Task brief: Which lines of the entries contain the word "Result"? Please list them.
:::::
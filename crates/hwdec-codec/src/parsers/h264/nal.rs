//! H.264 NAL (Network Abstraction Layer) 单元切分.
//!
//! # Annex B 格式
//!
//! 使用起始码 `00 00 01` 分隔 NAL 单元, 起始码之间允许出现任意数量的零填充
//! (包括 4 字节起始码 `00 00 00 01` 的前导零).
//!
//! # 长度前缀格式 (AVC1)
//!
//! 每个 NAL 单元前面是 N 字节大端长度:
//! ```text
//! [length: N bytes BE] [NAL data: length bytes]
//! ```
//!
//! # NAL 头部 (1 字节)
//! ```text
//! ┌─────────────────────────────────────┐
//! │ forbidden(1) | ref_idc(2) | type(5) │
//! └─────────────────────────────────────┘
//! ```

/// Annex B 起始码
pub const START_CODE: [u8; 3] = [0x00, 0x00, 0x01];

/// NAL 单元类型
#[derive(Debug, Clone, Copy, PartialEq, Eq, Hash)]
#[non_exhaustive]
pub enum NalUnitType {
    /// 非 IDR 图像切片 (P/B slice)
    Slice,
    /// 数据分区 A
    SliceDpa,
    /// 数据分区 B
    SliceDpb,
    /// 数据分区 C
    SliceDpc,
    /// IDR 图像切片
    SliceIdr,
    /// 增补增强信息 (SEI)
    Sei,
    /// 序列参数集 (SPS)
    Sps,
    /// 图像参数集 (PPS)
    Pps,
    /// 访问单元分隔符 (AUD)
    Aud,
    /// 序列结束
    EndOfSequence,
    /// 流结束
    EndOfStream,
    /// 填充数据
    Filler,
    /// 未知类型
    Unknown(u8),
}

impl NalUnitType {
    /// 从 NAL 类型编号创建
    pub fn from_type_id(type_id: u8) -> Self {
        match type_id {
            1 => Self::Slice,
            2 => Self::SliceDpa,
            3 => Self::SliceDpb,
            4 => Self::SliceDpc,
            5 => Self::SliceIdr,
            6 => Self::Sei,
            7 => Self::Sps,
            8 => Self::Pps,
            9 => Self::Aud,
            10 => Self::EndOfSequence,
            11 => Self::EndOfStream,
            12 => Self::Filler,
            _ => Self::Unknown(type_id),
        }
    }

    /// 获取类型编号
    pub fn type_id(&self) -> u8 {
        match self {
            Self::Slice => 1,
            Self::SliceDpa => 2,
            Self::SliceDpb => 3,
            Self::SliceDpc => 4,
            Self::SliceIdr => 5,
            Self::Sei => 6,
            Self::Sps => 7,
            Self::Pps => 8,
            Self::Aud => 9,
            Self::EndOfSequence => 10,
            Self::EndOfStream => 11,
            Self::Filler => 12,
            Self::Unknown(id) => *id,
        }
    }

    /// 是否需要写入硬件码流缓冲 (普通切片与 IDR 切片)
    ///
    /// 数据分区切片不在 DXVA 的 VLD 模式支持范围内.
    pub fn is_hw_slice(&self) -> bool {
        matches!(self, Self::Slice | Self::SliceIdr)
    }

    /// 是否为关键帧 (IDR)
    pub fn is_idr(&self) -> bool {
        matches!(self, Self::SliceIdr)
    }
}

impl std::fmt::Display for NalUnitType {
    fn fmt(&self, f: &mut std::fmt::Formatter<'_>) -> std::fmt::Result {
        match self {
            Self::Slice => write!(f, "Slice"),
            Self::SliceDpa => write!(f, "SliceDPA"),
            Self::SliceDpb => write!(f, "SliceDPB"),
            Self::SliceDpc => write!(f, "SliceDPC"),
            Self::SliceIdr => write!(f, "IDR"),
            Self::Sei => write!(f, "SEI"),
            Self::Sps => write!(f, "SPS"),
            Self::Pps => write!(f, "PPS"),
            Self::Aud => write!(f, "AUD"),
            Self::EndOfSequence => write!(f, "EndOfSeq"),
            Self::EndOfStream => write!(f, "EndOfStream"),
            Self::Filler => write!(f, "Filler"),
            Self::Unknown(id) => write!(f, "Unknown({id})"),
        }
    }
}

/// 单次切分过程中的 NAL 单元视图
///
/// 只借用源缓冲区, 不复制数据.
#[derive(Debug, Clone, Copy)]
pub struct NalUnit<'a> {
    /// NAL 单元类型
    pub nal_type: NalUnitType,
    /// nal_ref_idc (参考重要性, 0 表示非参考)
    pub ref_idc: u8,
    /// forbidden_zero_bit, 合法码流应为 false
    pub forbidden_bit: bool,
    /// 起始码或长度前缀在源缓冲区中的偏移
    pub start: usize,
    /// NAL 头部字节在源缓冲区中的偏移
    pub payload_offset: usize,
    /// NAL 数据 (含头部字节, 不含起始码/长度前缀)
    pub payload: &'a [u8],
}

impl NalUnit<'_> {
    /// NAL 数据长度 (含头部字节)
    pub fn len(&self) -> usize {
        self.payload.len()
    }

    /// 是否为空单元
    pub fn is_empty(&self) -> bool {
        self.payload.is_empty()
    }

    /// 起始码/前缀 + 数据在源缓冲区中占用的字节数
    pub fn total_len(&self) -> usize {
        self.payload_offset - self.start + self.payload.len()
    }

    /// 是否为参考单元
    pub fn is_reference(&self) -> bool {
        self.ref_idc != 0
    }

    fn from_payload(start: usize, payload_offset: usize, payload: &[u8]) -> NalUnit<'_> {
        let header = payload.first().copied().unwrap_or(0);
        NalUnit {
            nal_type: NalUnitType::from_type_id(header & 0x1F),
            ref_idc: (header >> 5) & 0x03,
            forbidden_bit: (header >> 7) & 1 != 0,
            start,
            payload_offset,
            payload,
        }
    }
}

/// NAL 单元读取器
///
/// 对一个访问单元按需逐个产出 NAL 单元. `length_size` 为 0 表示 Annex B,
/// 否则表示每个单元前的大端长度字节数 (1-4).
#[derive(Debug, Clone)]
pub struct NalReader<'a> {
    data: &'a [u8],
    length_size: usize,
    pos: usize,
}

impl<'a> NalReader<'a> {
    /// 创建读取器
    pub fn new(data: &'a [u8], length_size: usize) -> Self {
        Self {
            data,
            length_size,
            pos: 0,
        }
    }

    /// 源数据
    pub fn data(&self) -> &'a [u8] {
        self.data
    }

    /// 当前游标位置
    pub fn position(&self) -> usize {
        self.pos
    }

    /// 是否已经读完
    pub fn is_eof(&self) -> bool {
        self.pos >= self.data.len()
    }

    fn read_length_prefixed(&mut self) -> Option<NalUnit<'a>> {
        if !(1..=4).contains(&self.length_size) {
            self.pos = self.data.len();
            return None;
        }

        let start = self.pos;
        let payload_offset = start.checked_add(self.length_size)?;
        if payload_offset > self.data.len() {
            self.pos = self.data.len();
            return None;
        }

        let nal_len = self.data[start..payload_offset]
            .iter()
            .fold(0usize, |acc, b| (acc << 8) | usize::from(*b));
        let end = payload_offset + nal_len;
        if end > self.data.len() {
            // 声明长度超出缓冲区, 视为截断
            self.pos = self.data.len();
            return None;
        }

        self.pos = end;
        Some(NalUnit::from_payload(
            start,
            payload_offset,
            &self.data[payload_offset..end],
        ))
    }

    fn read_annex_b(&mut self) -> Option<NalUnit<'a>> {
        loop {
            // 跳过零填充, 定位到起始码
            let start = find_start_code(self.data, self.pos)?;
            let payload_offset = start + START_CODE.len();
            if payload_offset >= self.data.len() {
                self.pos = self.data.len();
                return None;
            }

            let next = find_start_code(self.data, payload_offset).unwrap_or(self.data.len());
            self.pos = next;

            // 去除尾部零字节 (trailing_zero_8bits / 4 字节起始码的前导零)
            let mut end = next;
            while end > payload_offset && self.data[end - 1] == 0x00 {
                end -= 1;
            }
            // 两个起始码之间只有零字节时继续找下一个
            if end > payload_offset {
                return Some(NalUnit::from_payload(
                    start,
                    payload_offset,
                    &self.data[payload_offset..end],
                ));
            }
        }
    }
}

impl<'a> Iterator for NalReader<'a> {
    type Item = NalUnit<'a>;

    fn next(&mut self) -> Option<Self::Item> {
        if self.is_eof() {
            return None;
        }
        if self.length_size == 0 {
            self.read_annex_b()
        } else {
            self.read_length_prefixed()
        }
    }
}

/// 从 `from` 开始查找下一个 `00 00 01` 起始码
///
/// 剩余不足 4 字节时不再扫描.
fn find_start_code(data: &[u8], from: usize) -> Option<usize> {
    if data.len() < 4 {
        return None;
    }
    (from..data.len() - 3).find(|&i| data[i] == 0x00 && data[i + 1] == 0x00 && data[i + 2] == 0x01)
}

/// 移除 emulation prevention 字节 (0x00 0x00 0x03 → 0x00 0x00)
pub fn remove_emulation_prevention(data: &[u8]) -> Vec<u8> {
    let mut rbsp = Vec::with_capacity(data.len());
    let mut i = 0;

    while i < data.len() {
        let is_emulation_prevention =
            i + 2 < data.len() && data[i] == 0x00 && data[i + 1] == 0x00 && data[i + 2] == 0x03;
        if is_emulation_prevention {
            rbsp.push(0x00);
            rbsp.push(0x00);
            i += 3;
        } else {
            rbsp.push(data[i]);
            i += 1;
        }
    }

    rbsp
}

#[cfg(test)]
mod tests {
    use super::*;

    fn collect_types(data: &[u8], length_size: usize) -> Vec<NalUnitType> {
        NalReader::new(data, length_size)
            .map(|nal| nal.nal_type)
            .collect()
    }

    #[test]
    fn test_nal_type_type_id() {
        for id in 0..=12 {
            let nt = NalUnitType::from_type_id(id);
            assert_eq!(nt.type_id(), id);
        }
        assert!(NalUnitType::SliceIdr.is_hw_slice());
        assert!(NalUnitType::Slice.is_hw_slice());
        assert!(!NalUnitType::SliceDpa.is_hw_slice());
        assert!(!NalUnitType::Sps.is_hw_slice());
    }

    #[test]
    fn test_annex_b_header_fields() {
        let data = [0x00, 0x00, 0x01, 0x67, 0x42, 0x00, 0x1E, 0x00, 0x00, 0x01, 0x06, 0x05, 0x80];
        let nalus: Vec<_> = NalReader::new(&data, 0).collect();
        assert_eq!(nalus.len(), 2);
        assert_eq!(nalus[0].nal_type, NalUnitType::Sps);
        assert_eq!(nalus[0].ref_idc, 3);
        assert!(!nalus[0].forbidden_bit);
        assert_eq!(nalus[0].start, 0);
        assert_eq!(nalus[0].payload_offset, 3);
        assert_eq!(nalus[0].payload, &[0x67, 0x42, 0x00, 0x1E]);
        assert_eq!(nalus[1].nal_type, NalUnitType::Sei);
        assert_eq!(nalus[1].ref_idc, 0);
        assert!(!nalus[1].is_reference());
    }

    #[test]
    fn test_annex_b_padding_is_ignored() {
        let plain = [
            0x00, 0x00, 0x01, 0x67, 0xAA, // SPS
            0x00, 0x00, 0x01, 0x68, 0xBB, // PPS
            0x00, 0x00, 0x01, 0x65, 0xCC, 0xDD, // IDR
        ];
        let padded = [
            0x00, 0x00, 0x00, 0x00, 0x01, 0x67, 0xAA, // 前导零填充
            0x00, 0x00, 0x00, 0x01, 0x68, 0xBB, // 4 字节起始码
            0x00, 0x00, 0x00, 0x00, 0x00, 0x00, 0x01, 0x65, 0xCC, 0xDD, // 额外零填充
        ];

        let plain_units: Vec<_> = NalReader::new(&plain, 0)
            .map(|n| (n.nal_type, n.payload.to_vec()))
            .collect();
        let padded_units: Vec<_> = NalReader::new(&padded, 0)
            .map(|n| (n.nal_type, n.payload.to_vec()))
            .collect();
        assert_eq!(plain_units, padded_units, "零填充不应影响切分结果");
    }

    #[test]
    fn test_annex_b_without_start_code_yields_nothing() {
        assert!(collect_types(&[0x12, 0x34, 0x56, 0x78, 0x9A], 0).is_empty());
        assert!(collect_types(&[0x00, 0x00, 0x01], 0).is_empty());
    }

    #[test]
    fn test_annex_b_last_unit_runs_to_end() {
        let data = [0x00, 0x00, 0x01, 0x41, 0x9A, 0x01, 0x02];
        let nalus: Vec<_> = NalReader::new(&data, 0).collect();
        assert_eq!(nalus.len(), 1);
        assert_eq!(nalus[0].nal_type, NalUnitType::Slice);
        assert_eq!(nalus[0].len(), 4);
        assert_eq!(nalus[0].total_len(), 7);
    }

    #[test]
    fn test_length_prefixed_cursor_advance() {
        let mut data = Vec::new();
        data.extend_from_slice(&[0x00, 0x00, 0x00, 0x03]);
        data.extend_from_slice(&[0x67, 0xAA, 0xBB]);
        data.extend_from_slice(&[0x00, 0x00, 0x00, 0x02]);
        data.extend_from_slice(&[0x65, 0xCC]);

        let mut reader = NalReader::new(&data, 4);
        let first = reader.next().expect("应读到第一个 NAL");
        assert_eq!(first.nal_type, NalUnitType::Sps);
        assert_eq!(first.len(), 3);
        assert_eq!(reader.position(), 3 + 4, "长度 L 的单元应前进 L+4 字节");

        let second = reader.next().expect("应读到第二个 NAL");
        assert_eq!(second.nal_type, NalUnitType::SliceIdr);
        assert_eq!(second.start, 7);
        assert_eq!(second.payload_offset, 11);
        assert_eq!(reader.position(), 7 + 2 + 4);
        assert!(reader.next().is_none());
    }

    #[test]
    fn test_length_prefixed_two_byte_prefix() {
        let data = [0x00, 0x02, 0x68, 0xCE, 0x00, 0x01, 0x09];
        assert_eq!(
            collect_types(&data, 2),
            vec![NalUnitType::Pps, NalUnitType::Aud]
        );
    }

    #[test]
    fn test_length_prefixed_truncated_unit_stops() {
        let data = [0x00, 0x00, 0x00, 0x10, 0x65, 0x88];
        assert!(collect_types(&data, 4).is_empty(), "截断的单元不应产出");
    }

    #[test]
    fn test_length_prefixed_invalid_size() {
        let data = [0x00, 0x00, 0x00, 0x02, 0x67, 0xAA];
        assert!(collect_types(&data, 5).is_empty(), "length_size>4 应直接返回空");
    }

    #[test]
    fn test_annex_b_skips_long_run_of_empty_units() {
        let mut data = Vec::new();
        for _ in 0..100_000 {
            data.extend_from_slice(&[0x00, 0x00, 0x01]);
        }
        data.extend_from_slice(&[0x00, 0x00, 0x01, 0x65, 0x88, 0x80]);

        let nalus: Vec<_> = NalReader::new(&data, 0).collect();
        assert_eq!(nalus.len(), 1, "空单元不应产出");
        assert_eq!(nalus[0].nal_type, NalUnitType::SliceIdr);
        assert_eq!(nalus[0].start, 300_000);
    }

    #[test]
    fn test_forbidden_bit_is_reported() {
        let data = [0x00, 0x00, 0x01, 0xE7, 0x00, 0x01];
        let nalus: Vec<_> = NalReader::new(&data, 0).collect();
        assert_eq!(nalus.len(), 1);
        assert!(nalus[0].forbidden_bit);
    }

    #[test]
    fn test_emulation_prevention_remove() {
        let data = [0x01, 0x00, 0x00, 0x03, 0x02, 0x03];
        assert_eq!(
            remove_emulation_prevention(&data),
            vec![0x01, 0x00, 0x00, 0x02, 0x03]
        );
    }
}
:::::
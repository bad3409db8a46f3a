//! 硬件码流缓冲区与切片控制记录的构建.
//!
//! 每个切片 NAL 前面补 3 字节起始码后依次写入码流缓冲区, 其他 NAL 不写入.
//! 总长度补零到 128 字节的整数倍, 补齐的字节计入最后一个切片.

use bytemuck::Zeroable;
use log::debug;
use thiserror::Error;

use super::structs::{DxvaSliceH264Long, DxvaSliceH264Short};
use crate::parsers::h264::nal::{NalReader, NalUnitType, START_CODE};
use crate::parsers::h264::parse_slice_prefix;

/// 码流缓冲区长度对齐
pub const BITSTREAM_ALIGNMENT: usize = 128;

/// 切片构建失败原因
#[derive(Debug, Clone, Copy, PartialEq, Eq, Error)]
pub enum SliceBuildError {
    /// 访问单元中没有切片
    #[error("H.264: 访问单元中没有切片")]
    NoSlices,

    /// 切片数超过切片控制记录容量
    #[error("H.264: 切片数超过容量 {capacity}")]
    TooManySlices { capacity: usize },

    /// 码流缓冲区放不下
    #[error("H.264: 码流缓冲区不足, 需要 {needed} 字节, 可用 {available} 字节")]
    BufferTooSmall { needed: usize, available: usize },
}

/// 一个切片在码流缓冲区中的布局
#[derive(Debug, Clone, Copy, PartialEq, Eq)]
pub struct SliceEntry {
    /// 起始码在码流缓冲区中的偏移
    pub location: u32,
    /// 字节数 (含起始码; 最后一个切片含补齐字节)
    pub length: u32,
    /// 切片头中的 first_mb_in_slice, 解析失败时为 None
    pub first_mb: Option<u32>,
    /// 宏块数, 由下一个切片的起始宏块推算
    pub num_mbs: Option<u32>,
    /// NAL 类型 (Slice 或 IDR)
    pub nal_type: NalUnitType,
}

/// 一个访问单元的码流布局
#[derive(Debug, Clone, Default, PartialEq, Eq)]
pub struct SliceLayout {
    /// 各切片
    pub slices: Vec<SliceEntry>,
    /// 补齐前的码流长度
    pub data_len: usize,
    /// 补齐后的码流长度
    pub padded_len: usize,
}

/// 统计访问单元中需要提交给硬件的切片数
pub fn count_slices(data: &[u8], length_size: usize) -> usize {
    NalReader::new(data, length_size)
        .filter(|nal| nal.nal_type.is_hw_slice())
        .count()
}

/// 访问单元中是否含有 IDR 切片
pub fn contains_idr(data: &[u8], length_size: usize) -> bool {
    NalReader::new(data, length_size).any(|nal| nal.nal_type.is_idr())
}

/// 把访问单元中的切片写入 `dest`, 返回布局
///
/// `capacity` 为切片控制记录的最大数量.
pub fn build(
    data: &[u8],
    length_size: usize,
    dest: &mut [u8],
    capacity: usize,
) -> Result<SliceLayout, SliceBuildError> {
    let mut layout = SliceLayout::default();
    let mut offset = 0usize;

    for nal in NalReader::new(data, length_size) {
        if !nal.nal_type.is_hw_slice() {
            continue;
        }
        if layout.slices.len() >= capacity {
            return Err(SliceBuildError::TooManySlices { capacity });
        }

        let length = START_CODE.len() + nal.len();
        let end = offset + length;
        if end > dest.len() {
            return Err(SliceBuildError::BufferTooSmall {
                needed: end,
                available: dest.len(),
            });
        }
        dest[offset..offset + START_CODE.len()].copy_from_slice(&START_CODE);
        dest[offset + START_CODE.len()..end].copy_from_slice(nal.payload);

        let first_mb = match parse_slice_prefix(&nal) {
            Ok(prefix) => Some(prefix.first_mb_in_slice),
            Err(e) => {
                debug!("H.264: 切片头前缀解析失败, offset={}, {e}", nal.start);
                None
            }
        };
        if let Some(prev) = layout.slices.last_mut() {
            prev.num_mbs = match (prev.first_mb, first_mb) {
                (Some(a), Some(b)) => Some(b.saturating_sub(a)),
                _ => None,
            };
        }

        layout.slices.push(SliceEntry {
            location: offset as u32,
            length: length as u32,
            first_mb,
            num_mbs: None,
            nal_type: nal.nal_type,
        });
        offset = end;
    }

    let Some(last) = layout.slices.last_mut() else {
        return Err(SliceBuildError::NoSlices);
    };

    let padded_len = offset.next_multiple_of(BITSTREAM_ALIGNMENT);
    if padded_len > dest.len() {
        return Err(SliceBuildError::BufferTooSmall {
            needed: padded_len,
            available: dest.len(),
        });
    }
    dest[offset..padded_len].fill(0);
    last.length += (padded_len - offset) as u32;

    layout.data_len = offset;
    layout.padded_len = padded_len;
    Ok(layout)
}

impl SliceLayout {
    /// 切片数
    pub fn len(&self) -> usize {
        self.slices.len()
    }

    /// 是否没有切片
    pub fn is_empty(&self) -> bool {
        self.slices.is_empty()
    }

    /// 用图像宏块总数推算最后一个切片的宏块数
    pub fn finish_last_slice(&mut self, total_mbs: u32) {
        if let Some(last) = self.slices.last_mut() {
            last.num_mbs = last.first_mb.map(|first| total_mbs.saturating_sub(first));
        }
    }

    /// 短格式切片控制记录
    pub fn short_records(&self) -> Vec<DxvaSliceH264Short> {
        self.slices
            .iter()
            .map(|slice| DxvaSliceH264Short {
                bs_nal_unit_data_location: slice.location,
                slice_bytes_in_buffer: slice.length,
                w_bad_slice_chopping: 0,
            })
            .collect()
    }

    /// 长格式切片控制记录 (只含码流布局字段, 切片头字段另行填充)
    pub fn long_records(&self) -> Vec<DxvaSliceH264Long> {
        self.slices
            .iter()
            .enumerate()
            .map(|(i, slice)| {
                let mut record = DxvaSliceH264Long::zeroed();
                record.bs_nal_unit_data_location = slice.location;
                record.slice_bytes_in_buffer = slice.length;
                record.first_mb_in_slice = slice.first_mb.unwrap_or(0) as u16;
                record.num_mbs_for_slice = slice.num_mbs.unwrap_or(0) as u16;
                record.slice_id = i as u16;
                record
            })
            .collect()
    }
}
:::::
Response:
    fn fmt(&self, f: &mut std::fmt::Formatter<'_>) -> std::fmt::Result {
) -> Result<SliceLayout, SliceBuildError> {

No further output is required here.